Human equivalent: Everything you "know" that isn't currently in your active thoughts. Vast, durable, requires recall.
In AI systems: External databases (PostgreSQL, vector stores, etc.) that store information and inject relevant pieces into context when needed.
┌──────────────────┐ ┌──────────────────┐
│ Session 1 │ │ Session 2 │
│ │ │ │
│ "My name is │ │ "What's my │
│ John" │ │ name?" │
│ │ │ │
└────────┬─────────┘ └────────┬─────────┘
│ │
│ Extract & Store │ Retrieve
▼ ▼
┌─────────────────────────────────────────────────┐
│ Long-Term Memory Store │
│ │
│ { "user_name": "John", stored: "2025-12-01" } │
│ │
└─────────────────────────────────────────────────┘
Characteristics:
| Property | Description |
|---|---|
| Duration | Permanent (until explicitly deleted) |
| Capacity | Virtually unlimited |
| Access | Requires retrieval step (adds latency) |
| Cost | Storage cost + retrieval cost (much cheaper than context) |
The tradeoff: You can store unlimited information, but you can only retrieve and inject a subset into the context window. Retrieval quality becomes critical.
2.3 Episodic Memory (Specific Events)
What it is: Memory of specific events, conversations, or experiences — tied to a particular time and context.
Human equivalent: "Remember that meeting last Tuesday where John got angry about the deadline?"
In AI systems: Stored conversation logs, interaction records, or event traces with temporal metadata.
# Episodic memory record
{
"type": "episodic",
"timestamp": "2025-12-10T14:30:00Z",
"session_id": "abc123",
"event": "User discussed funding strategy",
"context": "User was exploring pre-seed vs seed options",
"participants": ["user", "assistant"],
"outcome": "Decided to target pre-seed first"
}
Key properties:
- Time-stamped — When did this happen?
- Contextual — What was the surrounding situation?
- Specific — Not abstracted into general facts
- Queryable by time — "What did we discuss last week?"
Use cases:
- "Continue where we left off"
- "What did I say about X last time?"
- Audit trails and compliance
- Debugging agent behavior ("Why did it do that?")
Retrieval challenge: Episodic memories are often verbose. You can't inject entire conversation transcripts.

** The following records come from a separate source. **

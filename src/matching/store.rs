use async_trait::async_trait;
use sqlx::{PgPool, Postgres, Transaction};
use thiserror::Error;
use uuid::Uuid;

use super::{
    machine::Outcome,
    model::{Match, MatchRow, NewMatch, LIVE_STATUSES},
};
use crate::error::ApiError;

#[derive(Debug, Error)]
pub enum StoreError {
    /// A participant already holds another live match.
    #[error("a participant already holds a live match")]
    Conflict,

    /// The row changed (or vanished) since it was read.
    #[error("match was modified concurrently")]
    Stale,

    #[error("corrupt match row: {0:#}")]
    Corrupt(anyhow::Error),

    #[error(transparent)]
    Database(#[from] sqlx::Error),
}

impl From<StoreError> for ApiError {
    fn from(e: StoreError) -> Self {
        match e {
            StoreError::Conflict => {
                ApiError::Conflict("a participant already has another live match".into())
            }
            StoreError::Stale => {
                ApiError::Conflict("the match changed while you were acting on it, retry".into())
            }
            StoreError::Corrupt(e) => ApiError::Internal(e),
            StoreError::Database(e) => ApiError::Internal(e.into()),
        }
    }
}

/// Persistence for matches.
///
/// Implementations guarantee that a user is a participant of at most one
/// live match: `create` and any `commit` that leaves a match live fail with
/// [`StoreError::Conflict`] instead of breaking that rule.
#[async_trait]
pub trait MatchStore: Send + Sync {
    /// Insert a live match with a pending quest.
    async fn create(&self, new: NewMatch) -> Result<Match, StoreError>;

    async fn get(&self, id: Uuid) -> Result<Option<Match>, StoreError>;

    /// The live match `user_id` takes part in, if any.
    async fn find_live(&self, user_id: Uuid) -> Result<Option<Match>, StoreError>;

    /// A live match, or failing that the most recently touched friendship
    /// whose quest is still open.
    async fn find_current(&self, user_id: Uuid) -> Result<Option<Match>, StoreError>;

    /// Friendships of `user_id`, most recently updated first.
    async fn list_friends(&self, user_id: Uuid) -> Result<Vec<Match>, StoreError>;

    /// Persist `outcome`, computed from `snapshot`. Fails with
    /// [`StoreError::Stale`] when the stored row no longer has the snapshot's
    /// version. Returns the stored match, or `None` once dissolved.
    async fn commit(&self, snapshot: &Match, outcome: Outcome) -> Result<Option<Match>, StoreError>;
}

#[derive(Clone)]
pub struct PgMatchStore {
    db: PgPool,
}

impl PgMatchStore {
    pub fn new(db: PgPool) -> Self {
        Self { db }
    }
}

fn into_match(row: MatchRow) -> Result<Match, StoreError> {
    Match::try_from(row).map_err(StoreError::Corrupt)
}

/// Register both participants as holders of a live match.
async fn claim_live_slots(
    tx: &mut Transaction<'_, Postgres>,
    m: &Match,
) -> Result<(), StoreError> {
    sqlx::query("DELETE FROM live_participants WHERE match_id = $1")
        .bind(m.id)
        .execute(&mut **tx)
        .await?;
    sqlx::query(
        r#"
        INSERT INTO live_participants (user_id, match_id)
        VALUES ($1, $3), ($2, $3)
        "#,
    )
    .bind(m.participant_a)
    .bind(m.participant_b)
    .bind(m.id)
    .execute(&mut **tx)
    .await
    .map_err(|e| match &e {
        sqlx::Error::Database(db) if db.is_unique_violation() => StoreError::Conflict,
        _ => StoreError::Database(e),
    })?;
    Ok(())
}

async fn release_live_slots(
    tx: &mut Transaction<'_, Postgres>,
    match_id: Uuid,
) -> Result<(), StoreError> {
    sqlx::query("DELETE FROM live_participants WHERE match_id = $1")
        .bind(match_id)
        .execute(&mut **tx)
        .await?;
    Ok(())
}

#[async_trait]
impl MatchStore for PgMatchStore {
    async fn create(&self, new: NewMatch) -> Result<Match, StoreError> {
        let mut tx = self.db.begin().await?;
        let row = sqlx::query_as::<_, MatchRow>(
            r#"
            INSERT INTO matches (participant_a, participant_b, status, score, task_id, task_status)
            VALUES ($1, $2, 'live', $3, $4, 'pending')
            RETURNING id, participant_a, participant_b, status, requested_by, score,
                      task_id, task_status, task_proof_url, version, created_at, updated_at
            "#,
        )
        .bind(new.participant_a)
        .bind(new.participant_b)
        .bind(new.score)
        .bind(new.task_id)
        .fetch_one(&mut *tx)
        .await?;
        let created = into_match(row)?;
        claim_live_slots(&mut tx, &created).await?;
        tx.commit().await?;
        Ok(created)
    }

    async fn get(&self, id: Uuid) -> Result<Option<Match>, StoreError> {
        let row = sqlx::query_as::<_, MatchRow>(
            r#"
            SELECT id, participant_a, participant_b, status, requested_by, score,
                   task_id, task_status, task_proof_url, version, created_at, updated_at
              FROM matches
             WHERE id = $1
            "#,
        )
        .bind(id)
        .fetch_optional(&self.db)
        .await?;
        row.map(into_match).transpose()
    }

    async fn find_live(&self, user_id: Uuid) -> Result<Option<Match>, StoreError> {
        let row = sqlx::query_as::<_, MatchRow>(
            r#"
            SELECT id, participant_a, participant_b, status, requested_by, score,
                   task_id, task_status, task_proof_url, version, created_at, updated_at
              FROM matches
             WHERE (participant_a = $1 OR participant_b = $1)
               AND status = ANY($2)
             ORDER BY updated_at DESC
             LIMIT 1
            "#,
        )
        .bind(user_id)
        .bind(&LIVE_STATUSES[..])
        .fetch_optional(&self.db)
        .await?;
        row.map(into_match).transpose()
    }

    async fn find_current(&self, user_id: Uuid) -> Result<Option<Match>, StoreError> {
        let row = sqlx::query_as::<_, MatchRow>(
            r#"
            SELECT id, participant_a, participant_b, status, requested_by, score,
                   task_id, task_status, task_proof_url, version, created_at, updated_at
              FROM matches
             WHERE (participant_a = $1 OR participant_b = $1)
               AND (status = ANY($2) OR (status = 'friend' AND task_status <> 'completed'))
             ORDER BY (status = ANY($2)) DESC, updated_at DESC
             LIMIT 1
            "#,
        )
        .bind(user_id)
        .bind(&LIVE_STATUSES[..])
        .fetch_optional(&self.db)
        .await?;
        row.map(into_match).transpose()
    }

    async fn list_friends(&self, user_id: Uuid) -> Result<Vec<Match>, StoreError> {
        let rows = sqlx::query_as::<_, MatchRow>(
            r#"
            SELECT id, participant_a, participant_b, status, requested_by, score,
                   task_id, task_status, task_proof_url, version, created_at, updated_at
              FROM matches
             WHERE (participant_a = $1 OR participant_b = $1)
               AND status = 'friend'
             ORDER BY updated_at DESC
            "#,
        )
        .bind(user_id)
        .fetch_all(&self.db)
        .await?;
        rows.into_iter().map(into_match).collect()
    }

    async fn commit(
        &self,
        snapshot: &Match,
        outcome: Outcome,
    ) -> Result<Option<Match>, StoreError> {
        match outcome {
            Outcome::Unchanged => Ok(Some(snapshot.clone())),

            Outcome::Dissolve => {
                let done = sqlx::query("DELETE FROM matches WHERE id = $1 AND version = $2")
                    .bind(snapshot.id)
                    .bind(snapshot.version)
                    .execute(&self.db)
                    .await?;
                if done.rows_affected() == 0 {
                    return Err(StoreError::Stale);
                }
                Ok(None)
            }

            Outcome::Update(next) => {
                let mut tx = self.db.begin().await?;
                let row = sqlx::query_as::<_, MatchRow>(
                    r#"
                    UPDATE matches
                       SET status = $3,
                           requested_by = $4,
                           task_id = $5,
                           task_status = $6,
                           task_proof_url = $7,
                           version = version + 1,
                           updated_at = now()
                     WHERE id = $1 AND version = $2
                    RETURNING id, participant_a, participant_b, status, requested_by, score,
                              task_id, task_status, task_proof_url, version, created_at, updated_at
                    "#,
                )
                .bind(snapshot.id)
                .bind(snapshot.version)
                .bind(next.status.db_name())
                .bind(next.status.requested_by())
                .bind(next.task_id)
                .bind(next.task_status.as_str())
                .bind(next.task_proof_url.as_deref())
                .fetch_optional(&mut *tx)
                .await?;
                let Some(row) = row else {
                    return Err(StoreError::Stale);
                };
                let stored = into_match(row)?;
                if stored.is_live() {
                    claim_live_slots(&mut tx, &stored).await?;
                } else {
                    release_live_slots(&mut tx, stored.id).await?;
                }
                tx.commit().await?;
                Ok(Some(stored))
            }
        }
    }
}
use std::collections::HashSet;

use uuid::Uuid;

/// Result of comparing two trait sets.
#[derive(Debug, Clone, PartialEq, Eq)]
pub struct Compatibility {
    /// `|A ∩ B|`
    pub score: usize,
    /// `A ∩ B`, in the order the traits appear in `A`.
    pub shared: Vec<Uuid>,
}

impl Compatibility {
    pub fn is_compatible(&self) -> bool {
        self.score > 0
    }
}

/// Count the traits `requester` and `candidate` have in common.
pub fn score(requester: &[Uuid], candidate: &[Uuid]) -> Compatibility {
    let theirs: HashSet<&Uuid> = candidate.iter().collect();
    let mut seen = HashSet::new();
    let shared: Vec<Uuid> = requester
        .iter()
        .filter(|id| theirs.contains(id) && seen.insert(**id))
        .copied()
        .collect();
    Compatibility {
        score: shared.len(),
        shared,
    }
}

Systems typically:
- Store full episodes
- Generate summaries for retrieval
- Fetch full detail only when specifically needed
2.4 Semantic Memory (Facts & Knowledge)
What it is: Abstracted facts, knowledge, and information — divorced from the specific episode where they were learned.
Human equivalent: "Paris is the capital of France." You know this, but you probably don't remember when you learned it.
In AI systems: Extracted facts, user profiles, preferences, and knowledge bases.
# Semantic memory records
{
"type": "semantic",
"fact": "User's name is John",
"confidence": 1.0,
"source": "explicit_statement",
"first_seen": "2025-11-01",
"last_confirmed": "2025-12-15"
}
{
"type": "semantic",
"fact": "User prefers concise responses without bullet points",
"confidence": 0.8,
"source": "inferred_from_feedback",
"first_seen": "2025-11-15"
}
Key properties:
- Abstracted — General facts, not tied to specific moments
- Updateable — Facts can change; need conflict resolution
- Confidence-scored — Some facts are more certain than others
- Categorizable — Can be organized (preferences, demographics, knowledge)
The extraction problem:
Converting episodic to semantic memory requires judgment:
Episode: "User said 'I just started at Microsoft last week,
really excited about the AI team there'"
Extracted semantic memories:
- User works at Microsoft (high confidence)
- User is on the AI team (high confidence)
- User started recently (medium confidence — "last week" will become stale)
- User is excited about their job (medium confidence — emotional state may change)
What to extract? At what confidence? This is where LLM-based extraction comes in — and where systems differ in sophistication.
2.5 Procedural Memory (How to Do Things)
What it is: Memory of how to perform tasks, skills, and behaviors.
Human equivalent: How to ride a bike, how to write code, how to negotiate. You don't consciously recall steps — you just do it.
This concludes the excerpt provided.